Calma: mai fidarsi delle “previsioni” fatte dopo. Le previsioni si fanno prima: una cosa è rara solo se imprevedibile…
… It’s only weird and startling when something very, very specific and unlikely happens if you have specifically predicted it beforehand…
L’uomo che disegnava bersagli intorno ai fori di pallottola…
… Imagine I am standing near a large wooden barn with an enormous machine gun. I place a blindfold over my eyes and—laughing maniacally—I fire off many thousands and thousands of bullets into the side of the barn. I then drop the gun, walk over to the wall, examine it closely for some time, all over, pacing up and down. I find one spot where there are three bullet holes close to each other, then draw a target around them, announcing proudly that I am an excellent marksman…
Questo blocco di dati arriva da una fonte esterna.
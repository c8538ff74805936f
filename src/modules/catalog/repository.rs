//! SQL access for books, their genre links, and review ratings.
//!
//! Every write runs in a single transaction; a dropped transaction rolls
//! back, so a failure part-way through never leaves a partial genre set.

use sqlx::{SqliteConnection, SqlitePool};

use super::models::{BookDetail, BookId, BookInput, BookSummary};

const LIST_RATED: &str = "SELECT books.bookID, books.title, books.author,
        AVG(reviews.rating) AS average_rating
    FROM books JOIN reviews ON books.bookID = reviews.book
    GROUP BY books.bookID
    ORDER BY average_rating DESC, books.bookID ASC";

const FIND_WITH_RATING: &str = "SELECT books.bookID, books.title, books.author,
        AVG(reviews.rating) AS average_rating
    FROM books LEFT JOIN reviews ON books.bookID = reviews.book
    WHERE books.bookID = ?
    GROUP BY books.bookID";

#[derive(Clone)]
pub struct BookRepository {
    pool: SqlitePool,
}

impl BookRepository {
    pub fn new(pool: SqlitePool) -> Self {
        Self { pool }
    }

    /// Books with at least one review, best rated first.
    pub async fn list_rated(&self) -> Result<Vec<BookSummary>, sqlx::Error> {
        sqlx::query_as::<_, BookSummary>(LIST_RATED)
            .fetch_all(&self.pool)
            .await
    }

    /// One book with its average rating and genres, whether or not it has
    /// reviews. Both reads share a transaction so the genre list matches the
    /// book row.
    pub async fn find_detail(&self, id: BookId) -> Result<Option<BookDetail>, sqlx::Error> {
        let mut tx = self.pool.begin().await?;

        let Some(book) = sqlx::query_as::<_, BookSummary>(FIND_WITH_RATING)
            .bind(id)
            .fetch_optional(&mut *tx)
            .await?
        else {
            return Ok(None);
        };
        let genres = sqlx::query_scalar::<_, String>(
            "SELECT genre FROM book_genre WHERE book = ? ORDER BY rowid",
        )
        .bind(id)
        .fetch_all(&mut *tx)
        .await?;

        tx.commit().await?;
        Ok(Some(BookDetail { book, genres }))
    }

    /// Insert a book and its genres, returning the id assigned by the insert.
    pub async fn insert(&self, input: &BookInput) -> Result<BookId, sqlx::Error> {
        let mut tx = self.pool.begin().await?;

        let id = sqlx::query("INSERT INTO books (title, author) VALUES (?, ?)")
            .bind(&input.title)
            .bind(&input.author)
            .execute(&mut *tx)
            .await?
            .last_insert_rowid();

        insert_genres(&mut tx, id, &input.genres).await?;
        tx.commit().await?;

        Ok(id)
    }

    /// Replace title, author, and the full genre set. Returns the number of
    /// book rows touched, which is zero for an unknown id.
    pub async fn update(&self, id: BookId, input: &BookInput) -> Result<u64, sqlx::Error> {
        let mut tx = self.pool.begin().await?;

        let updated = sqlx::query("UPDATE books SET title = ?, author = ? WHERE bookID = ?")
            .bind(&input.title)
            .bind(&input.author)
            .bind(id)
            .execute(&mut *tx)
            .await?
            .rows_affected();

        sqlx::query("DELETE FROM book_genre WHERE book = ?")
            .bind(id)
            .execute(&mut *tx)
            .await?;

        // Genre links must only reference existing books
        if updated > 0 {
            insert_genres(&mut tx, id, &input.genres).await?;
        }
        tx.commit().await?;

        Ok(updated)
    }

    /// Delete a book and its genre links together. Returns the number of
    /// book rows removed.
    pub async fn delete(&self, id: BookId) -> Result<u64, sqlx::Error> {
        let mut tx = self.pool.begin().await?;

        let deleted = sqlx::query("DELETE FROM books WHERE bookID = ?")
            .bind(id)
            .execute(&mut *tx)
            .await?
            .rows_affected();

        sqlx::query("DELETE FROM book_genre WHERE book = ?")
            .bind(id)
            .execute(&mut *tx)
            .await?;

        tx.commit().await?;
        Ok(deleted)
    }
}

async fn insert_genres(
    conn: &mut SqliteConnection,
    id: BookId,
    genres: &[String],
) -> Result<(), sqlx::Error> {
    for genre in genres {
        sqlx::query("INSERT INTO book_genre (book, genre) VALUES (?, ?)")
            .bind(id)
            .bind(genre)
            .execute(&mut *conn)
            .await?;
    }
    Ok(())
}
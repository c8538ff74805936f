//! Error handling for the bookshelf HTTP layer

use axum::{
    http::StatusCode,
    response::{IntoResponse, Response},
    Json,
};
use serde_json::json;
use thiserror::Error;
use time::OffsetDateTime;
use uuid::Uuid;

/// Application error types that map to HTTP responses
#[derive(Error, Debug)]
pub enum AppError {
    #[error("validation error: {message}")]
    Validation { message: String, code: String },

    #[error("bad request: {message}")]
    BadRequest { message: String, code: String },

    #[error("not found: {message}")]
    NotFound { message: String, code: String },

    #[error("forbidden: {message}")]
    Forbidden { message: String, code: String },

    #[error(transparent)]
    Internal(#[from] anyhow::Error),
}

impl AppError {
    /// Create a validation error
    pub fn validation(message: impl Into<String>) -> Self {
        Self::Validation {
            message: message.into(),
            code: "validation_error".to_string(),
        }
    }

    /// Request that could not be read at all, such as an unparseable body
    pub fn bad_request(message: impl Into<String>) -> Self {
        Self::BadRequest {
            message: message.into(),
            code: "bad_request".to_string(),
        }
    }

    /// Create a not found error
    pub fn not_found(message: impl Into<String>) -> Self {
        Self::NotFound {
            message: message.into(),
            code: "not_found".to_string(),
        }
    }

    /// Create a forbidden error
    pub fn forbidden(message: impl Into<String>) -> Self {
        Self::Forbidden {
            message: message.into(),
            code: "forbidden".to_string(),
        }
    }

    pub fn status(&self) -> StatusCode {
        match self {
            AppError::Validation { .. } | AppError::BadRequest { .. } => StatusCode::BAD_REQUEST,
            AppError::NotFound { .. } => StatusCode::NOT_FOUND,
            AppError::Forbidden { .. } => StatusCode::FORBIDDEN,
            AppError::Internal(_) => StatusCode::INTERNAL_SERVER_ERROR,
        }
    }
}

impl IntoResponse for AppError {
    fn into_response(self) -> Response {
        let error_id = Uuid::new_v4();
        let timestamp = OffsetDateTime::now_utc().to_string();
        let status = self.status();

        let (error_code, message) = match self {
            AppError::Validation { message, code }
            | AppError::BadRequest { message, code }
            | AppError::NotFound { message, code }
            | AppError::Forbidden { message, code } => (code, message),
            AppError::Internal(e) => ("internal_error".to_string(), format!("{e:#}")),
        };

        if status.is_server_error() {
            tracing::error!(
                error_id = %error_id,
                error_code = %error_code,
                status_code = %status.as_u16(),
                error = %message,
                "Request error"
            );
        } else {
            tracing::warn!(
                error_id = %error_id,
                error_code = %error_code,
                status_code = %status.as_u16(),
                "Request error"
            );
        }

        // Release builds never leak store internals to clients
        let message = if cfg!(not(debug_assertions)) && status == StatusCode::INTERNAL_SERVER_ERROR
        {
            "An internal server error occurred".to_string()
        } else {
            message
        };

        let error_response = json!({
            "error": message,
            "code": error_code,
            "trace_id": error_id.to_string(),
            "timestamp": timestamp
        });

        (status, Json(error_response)).into_response()
    }
}
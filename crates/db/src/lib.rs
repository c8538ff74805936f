//! SQLite pool factory and migration runner.

use std::str::FromStr;
use std::time::Duration;

use anyhow::Context;
use bookshelf_kernel::{settings::DatabaseSettings, Migration};
use sqlx::sqlite::{SqliteConnectOptions, SqlitePool, SqlitePoolOptions};

const MIGRATIONS_TABLE: &str = "CREATE TABLE IF NOT EXISTS _migrations (
    module     TEXT NOT NULL,
    id         TEXT NOT NULL,
    applied_at TEXT NOT NULL DEFAULT CURRENT_TIMESTAMP,
    PRIMARY KEY (module, id)
)";

fn is_in_memory(url: &str) -> bool {
    url.contains(":memory:") || url.contains("mode=memory")
}

/// Open a connection pool for the configured database.
///
/// In-memory databases live only as long as their connection, so they get a
/// single connection that is never reaped.
pub async fn connect(settings: &DatabaseSettings) -> anyhow::Result<SqlitePool> {
    let options = SqliteConnectOptions::from_str(&settings.url)
        .with_context(|| format!("invalid database url '{}'", settings.url))?
        .create_if_missing(true);

    let pool_options = if is_in_memory(&settings.url) {
        SqlitePoolOptions::new()
            .max_connections(1)
            .idle_timeout(None::<Duration>)
            .max_lifetime(None::<Duration>)
    } else {
        SqlitePoolOptions::new().max_connections(settings.max_connections.max(1))
    };

    let pool = pool_options
        .connect_with(options)
        .await
        .with_context(|| format!("failed to connect to '{}'", settings.url))?;

    tracing::info!(target: "bookshelf-db", url = %settings.url, "database pool ready");
    Ok(pool)
}

/// Apply every migration not yet recorded in `_migrations`.
///
/// Each migration runs in its own transaction together with its bookkeeping
/// row. Returns the number of migrations applied.
pub async fn run_migrations(
    pool: &SqlitePool,
    migrations: &[(String, Migration)],
) -> anyhow::Result<usize> {
    sqlx::query(MIGRATIONS_TABLE)
        .execute(pool)
        .await
        .context("failed to create migrations table")?;

    let mut applied = 0;
    for (module, migration) in migrations {
        let seen: i64 =
            sqlx::query_scalar("SELECT COUNT(*) FROM _migrations WHERE module = ? AND id = ?")
                .bind(module.as_str())
                .bind(migration.id)
                .fetch_one(pool)
                .await
                .context("failed to read migration state")?;
        if seen > 0 {
            tracing::debug!(target: "bookshelf-db", %module, id = migration.id, "migration already applied");
            continue;
        }

        let mut tx = pool.begin().await?;
        sqlx::raw_sql(migration.up)
            .execute(&mut *tx)
            .await
            .with_context(|| format!("migration {}/{} failed", module, migration.id))?;
        sqlx::query("INSERT INTO _migrations (module, id) VALUES (?, ?)")
            .bind(module.as_str())
            .bind(migration.id)
            .execute(&mut *tx)
            .await?;
        tx.commit().await?;

        tracing::info!(target: "bookshelf-db", %module, id = migration.id, "applied migration");
        applied += 1;
    }

    Ok(applied)
}
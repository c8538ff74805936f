use std::sync::Arc;

use bookshelf_authz::{AdminGate, Requester};
use sqlx::SqlitePool;

use super::error::CatalogError;
use super::models::{BookDetail, BookForm, BookId, BookSummary};
use super::repository::BookRepository;

/// Read and write operations over books and their genre links.
///
/// Mutations consult the [`AdminGate`] first and validate input second; the
/// store is only touched once both pass.
#[derive(Clone)]
pub struct CatalogService {
    repo: BookRepository,
    gate: Arc<dyn AdminGate>,
}

impl CatalogService {
    pub fn new(pool: SqlitePool, gate: Arc<dyn AdminGate>) -> Self {
        Self {
            repo: BookRepository::new(pool),
            gate,
        }
    }

    /// Reviewed books ordered by descending average rating. Books without
    /// reviews are not listed.
    pub async fn list_books(&self) -> Result<Vec<BookSummary>, CatalogError> {
        Ok(self.repo.list_rated().await?)
    }

    pub async fn get_book(&self, id: BookId) -> Result<BookDetail, CatalogError> {
        self.repo
            .find_detail(id)
            .await?
            .ok_or(CatalogError::NotFound(id))
    }

    pub async fn add_book(
        &self,
        requester: &Requester,
        form: BookForm,
    ) -> Result<BookId, CatalogError> {
        self.authorize(requester).await?;
        let input = form.validate()?;

        let id = self.repo.insert(&input).await?;
        tracing::info!(
            book_id = id,
            genres = input.genres.len(),
            "book added"
        );
        Ok(id)
    }

    /// Replace a book's fields and genre set. An unknown id is a no-op.
    pub async fn update_book(
        &self,
        requester: &Requester,
        id: BookId,
        form: BookForm,
    ) -> Result<(), CatalogError> {
        self.authorize(requester).await?;
        let input = form.validate()?;

        let updated = self.repo.update(id, &input).await?;
        if updated == 0 {
            tracing::info!(book_id = id, "update matched no book");
        } else {
            tracing::info!(book_id = id, genres = input.genres.len(), "book updated");
        }
        Ok(())
    }

    /// Delete a book and its genre links. An unknown id is a no-op.
    pub async fn delete_book(&self, requester: &Requester, id: BookId) -> Result<(), CatalogError> {
        self.authorize(requester).await?;

        let deleted = self.repo.delete(id).await?;
        tracing::info!(book_id = id, deleted, "book delete processed");
        Ok(())
    }

    /// Admin check on its own, for callers that must refuse a requester
    /// before reading anything else from the request.
    pub async fn authorize(&self, requester: &Requester) -> Result<(), CatalogError> {
        if self.gate.allows(requester).await {
            Ok(())
        } else {
            Err(CatalogError::Forbidden)
        }
    }
}

#[cfg(test)]
mod tests {
    use super::*;
    use std::collections::HashSet;

    use crate::modules::catalog::test_support::{add_review, catalog_pool, ADMIN_TOKEN};
    use bookshelf_authz::StaticTokenGate;

    fn service(pool: &SqlitePool) -> CatalogService {
        CatalogService::new(pool.clone(), Arc::new(StaticTokenGate::new([ADMIN_TOKEN])))
    }

    fn admin() -> Requester {
        Requester::with_token(ADMIN_TOKEN)
    }

    async fn genre_rows(pool: &SqlitePool, id: BookId) -> Vec<String> {
        sqlx::query_scalar("SELECT genre FROM book_genre WHERE book = ?")
            .bind(id)
            .fetch_all(pool)
            .await
            .unwrap()
    }

    async fn book_count(pool: &SqlitePool) -> i64 {
        sqlx::query_scalar("SELECT COUNT(*) FROM books")
            .fetch_one(pool)
            .await
            .unwrap()
    }

    #[tokio::test]
    async fn add_then_get_round_trips_genres() {
        let pool = catalog_pool().await;
        let catalog = service(&pool);

        let id = catalog
            .add_book(&admin(), BookForm::new("T", "A", ["sci-fi", "drama"]))
            .await
            .unwrap();

        let detail = catalog.get_book(id).await.unwrap();
        assert_eq!(detail.book.title, "T");
        assert_eq!(detail.book.author, "A");
        let genres: HashSet<_> = detail.genres.iter().map(String::as_str).collect();
        assert_eq!(genres, HashSet::from(["sci-fi", "drama"]));
    }

    #[tokio::test]
    async fn unreviewed_book_is_fetchable_but_not_listed() {
        let pool = catalog_pool().await;
        let catalog = service(&pool);

        let id = catalog
            .add_book(&admin(), BookForm::new("Quiet", "Nobody", ["essay"]))
            .await
            .unwrap();

        assert!(catalog.list_books().await.unwrap().is_empty());

        let detail = catalog.get_book(id).await.unwrap();
        assert_eq!(detail.book.average_rating, None);
        assert_eq!(detail.genres, vec!["essay"]);
    }

    #[tokio::test]
    async fn list_orders_by_average_rating() {
        let pool = catalog_pool().await;
        let catalog = service(&pool);

        let low = catalog
            .add_book(&admin(), BookForm::new("Low", "A", Vec::<String>::new()))
            .await
            .unwrap();
        let high = catalog
            .add_book(&admin(), BookForm::new("High", "B", Vec::<String>::new()))
            .await
            .unwrap();
        let mid = catalog
            .add_book(&admin(), BookForm::new("Mid", "C", Vec::<String>::new()))
            .await
            .unwrap();
        catalog
            .add_book(&admin(), BookForm::new("Unrated", "D", Vec::<String>::new()))
            .await
            .unwrap();

        add_review(&pool, low, 1.0).await;
        add_review(&pool, low, 2.0).await;
        add_review(&pool, high, 5.0).await;
        add_review(&pool, high, 4.0).await;
        add_review(&pool, mid, 3.0).await;

        let books = catalog.list_books().await.unwrap();
        let ids: Vec<BookId> = books.iter().map(|b| b.book_id).collect();
        assert_eq!(ids, vec![high, mid, low]);
        assert_eq!(books[0].average_rating, Some(4.5));
        assert_eq!(books[2].average_rating, Some(1.5));
        assert!(books
            .windows(2)
            .all(|pair| pair[0].average_rating >= pair[1].average_rating));
    }

    #[tokio::test]
    async fn unknown_id_is_not_found() {
        let pool = catalog_pool().await;
        let catalog = service(&pool);

        match catalog.get_book(999).await {
            Err(CatalogError::NotFound(999)) => {}
            other => panic!("expected NotFound, got {other:?}"),
        }
    }

    #[tokio::test]
    async fn empty_title_reports_title_first() {
        let pool = catalog_pool().await;
        let catalog = service(&pool);

        let err = catalog
            .add_book(&admin(), BookForm::new("", "Author", ["x"]))
            .await
            .unwrap_err();
        assert_eq!(err.to_string(), "Title is required");
        assert_eq!(book_count(&pool).await, 0);
    }

    #[tokio::test]
    async fn non_admin_is_forbidden_before_validation() {
        let pool = catalog_pool().await;
        let catalog = service(&pool);

        let err = catalog
            .add_book(&Requester::anonymous(), BookForm::default())
            .await
            .unwrap_err();
        assert!(matches!(err, CatalogError::Forbidden));

        let id = catalog
            .add_book(&admin(), BookForm::new("Kept", "A", ["g"]))
            .await
            .unwrap();

        let intruder = Requester::with_token("guess");
        assert!(matches!(
            catalog
                .update_book(&intruder, id, BookForm::new("X", "Y", ["z"]))
                .await,
            Err(CatalogError::Forbidden)
        ));
        assert!(matches!(
            catalog.delete_book(&intruder, id).await,
            Err(CatalogError::Forbidden)
        ));

        let detail = catalog.get_book(id).await.unwrap();
        assert_eq!(detail.book.title, "Kept");
        assert_eq!(detail.genres, vec!["g"]);
    }

    #[tokio::test]
    async fn update_replaces_genre_set() {
        let pool = catalog_pool().await;
        let catalog = service(&pool);

        let id = catalog
            .add_book(&admin(), BookForm::new("T", "A", ["old", "shared"]))
            .await
            .unwrap();
        catalog
            .update_book(&admin(), id, BookForm::new("T2", "A2", ["x"]))
            .await
            .unwrap();

        let detail = catalog.get_book(id).await.unwrap();
        assert_eq!(detail.book.title, "T2");
        assert_eq!(detail.book.author, "A2");
        assert_eq!(detail.genres, vec!["x"]);
    }

    #[tokio::test]
    async fn update_validation_leaves_book_untouched() {
        let pool = catalog_pool().await;
        let catalog = service(&pool);

        let id = catalog
            .add_book(&admin(), BookForm::new("T", "A", ["keep"]))
            .await
            .unwrap();
        let err = catalog
            .update_book(&admin(), id, BookForm::new("T2", "", ["drop"]))
            .await
            .unwrap_err();
        assert_eq!(err.to_string(), "Author is required");

        let detail = catalog.get_book(id).await.unwrap();
        assert_eq!(detail.book.title, "T");
        assert_eq!(detail.genres, vec!["keep"]);
    }

    #[tokio::test]
    async fn update_unknown_id_is_silent_noop() {
        let pool = catalog_pool().await;
        let catalog = service(&pool);

        catalog
            .update_book(&admin(), 404, BookForm::new("Ghost", "Nobody", ["void"]))
            .await
            .unwrap();

        assert_eq!(book_count(&pool).await, 0);
        assert!(genre_rows(&pool, 404).await.is_empty());
    }

    #[tokio::test]
    async fn delete_removes_book_and_genres() {
        let pool = catalog_pool().await;
        let catalog = service(&pool);

        let id = catalog
            .add_book(&admin(), BookForm::new("Gone", "Soon", ["a", "b"]))
            .await
            .unwrap();
        add_review(&pool, id, 4.0).await;

        catalog.delete_book(&admin(), id).await.unwrap();

        assert!(catalog.list_books().await.unwrap().is_empty());
        assert!(matches!(
            catalog.get_book(id).await,
            Err(CatalogError::NotFound(_))
        ));
        assert!(genre_rows(&pool, id).await.is_empty());

        // Deleting again still succeeds
        catalog.delete_book(&admin(), id).await.unwrap();
    }

    #[tokio::test]
    async fn duplicate_genres_are_stored_per_occurrence() {
        let pool = catalog_pool().await;
        let catalog = service(&pool);

        let id = catalog
            .add_book(&admin(), BookForm::new("T", "A", ["drama", "drama", "sci-fi"]))
            .await
            .unwrap();
        assert_eq!(genre_rows(&pool, id).await.len(), 3);

        catalog
            .update_book(&admin(), id, BookForm::new("T", "A", ["x", "x"]))
            .await
            .unwrap();
        assert_eq!(genre_rows(&pool, id).await, vec!["x", "x"]);
    }

    #[tokio::test]
    async fn identical_title_and_author_get_distinct_ids() {
        let pool = catalog_pool().await;
        let catalog = service(&pool);

        let first = catalog
            .add_book(&admin(), BookForm::new("Twin", "Same", ["one"]))
            .await
            .unwrap();
        let second = catalog
            .add_book(&admin(), BookForm::new("Twin", "Same", ["two"]))
            .await
            .unwrap();

        assert_ne!(first, second);
        assert_eq!(catalog.get_book(first).await.unwrap().genres, vec!["one"]);
        assert_eq!(catalog.get_book(second).await.unwrap().genres, vec!["two"]);
    }

    #[tokio::test]
    async fn store_failure_mid_write_commits_nothing() {
        let pool = catalog_pool().await;
        let catalog = service(&pool);

        sqlx::query("DROP TABLE book_genre")
            .execute(&pool)
            .await
            .unwrap();

        let err = catalog
            .add_book(&admin(), BookForm::new("Half", "Written", ["g"]))
            .await
            .unwrap_err();
        assert!(matches!(err, CatalogError::Store(_)));
        assert_eq!(book_count(&pool).await, 0);
    }

    async fn fail_genre_writes(pool: &SqlitePool, event: &str) {
        sqlx::raw_sql(&format!(
            "CREATE TRIGGER genre_store_offline BEFORE {event} ON book_genre
             BEGIN SELECT RAISE(ABORT, 'genre store offline'); END;"
        ))
        .execute(pool)
        .await
        .unwrap();
    }

    #[tokio::test]
    async fn failed_genre_insert_rolls_back_whole_update() {
        let pool = catalog_pool().await;
        let catalog = service(&pool);

        let id = catalog
            .add_book(&admin(), BookForm::new("Original", "Author", ["kept", "also"]))
            .await
            .unwrap();
        fail_genre_writes(&pool, "INSERT").await;

        let err = catalog
            .update_book(&admin(), id, BookForm::new("Changed", "Other", ["new"]))
            .await
            .unwrap_err();
        assert!(matches!(err, CatalogError::Store(_)));

        let detail = catalog.get_book(id).await.unwrap();
        assert_eq!(detail.book.title, "Original");
        assert_eq!(detail.book.author, "Author");
        assert_eq!(detail.genres, vec!["kept", "also"]);
    }

    #[tokio::test]
    async fn failed_genre_delete_keeps_book() {
        let pool = catalog_pool().await;
        let catalog = service(&pool);

        let id = catalog
            .add_book(&admin(), BookForm::new("Stays", "Put", ["g"]))
            .await
            .unwrap();
        fail_genre_writes(&pool, "DELETE").await;

        let err = catalog.delete_book(&admin(), id).await.unwrap_err();
        assert!(matches!(err, CatalogError::Store(_)));

        assert_eq!(book_count(&pool).await, 1);
        let detail = catalog.get_book(id).await.unwrap();
        assert_eq!(detail.book.title, "Stays");
        assert_eq!(detail.genres, vec!["g"]);
    }

    #[tokio::test]
    async fn closed_pool_surfaces_store_failure() {
        let pool = catalog_pool().await;
        let catalog = service(&pool);
        pool.close().await;

        assert!(matches!(
            catalog.list_books().await,
            Err(CatalogError::Store(_))
        ));
    }
}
Prima le ipotesi, poi le evidenze. Ecco come opera la scienza…
… a cardinal rule of any research involving statistics: you cannot find your hypothesis in your results…
I rischi dell’indagine a ritroso…
… To collect more data, the investigators went back to the wards to see if they could find more suspicious deaths. But all the people who were asked to remember ‘suspicious incidents’ knew that they were being asked because Lucia might be a serial killer. There was a high risk that ‘an incident was suspicious’ became synonymous with ‘Lucia was present’…
Qui bisogna essere chiari: alcuni fenomeni non possono essere verificati, cosicché puo’ essere interessante formulare delle ipotesi a posteriori, è tutto quel che abbiamo in mano. pensiamo solo al caso del principio antropico. Tuttavia, bisogna essere ben consapevoli della differenza tra il metodo scientifico più rigoroso e questo modo di agire.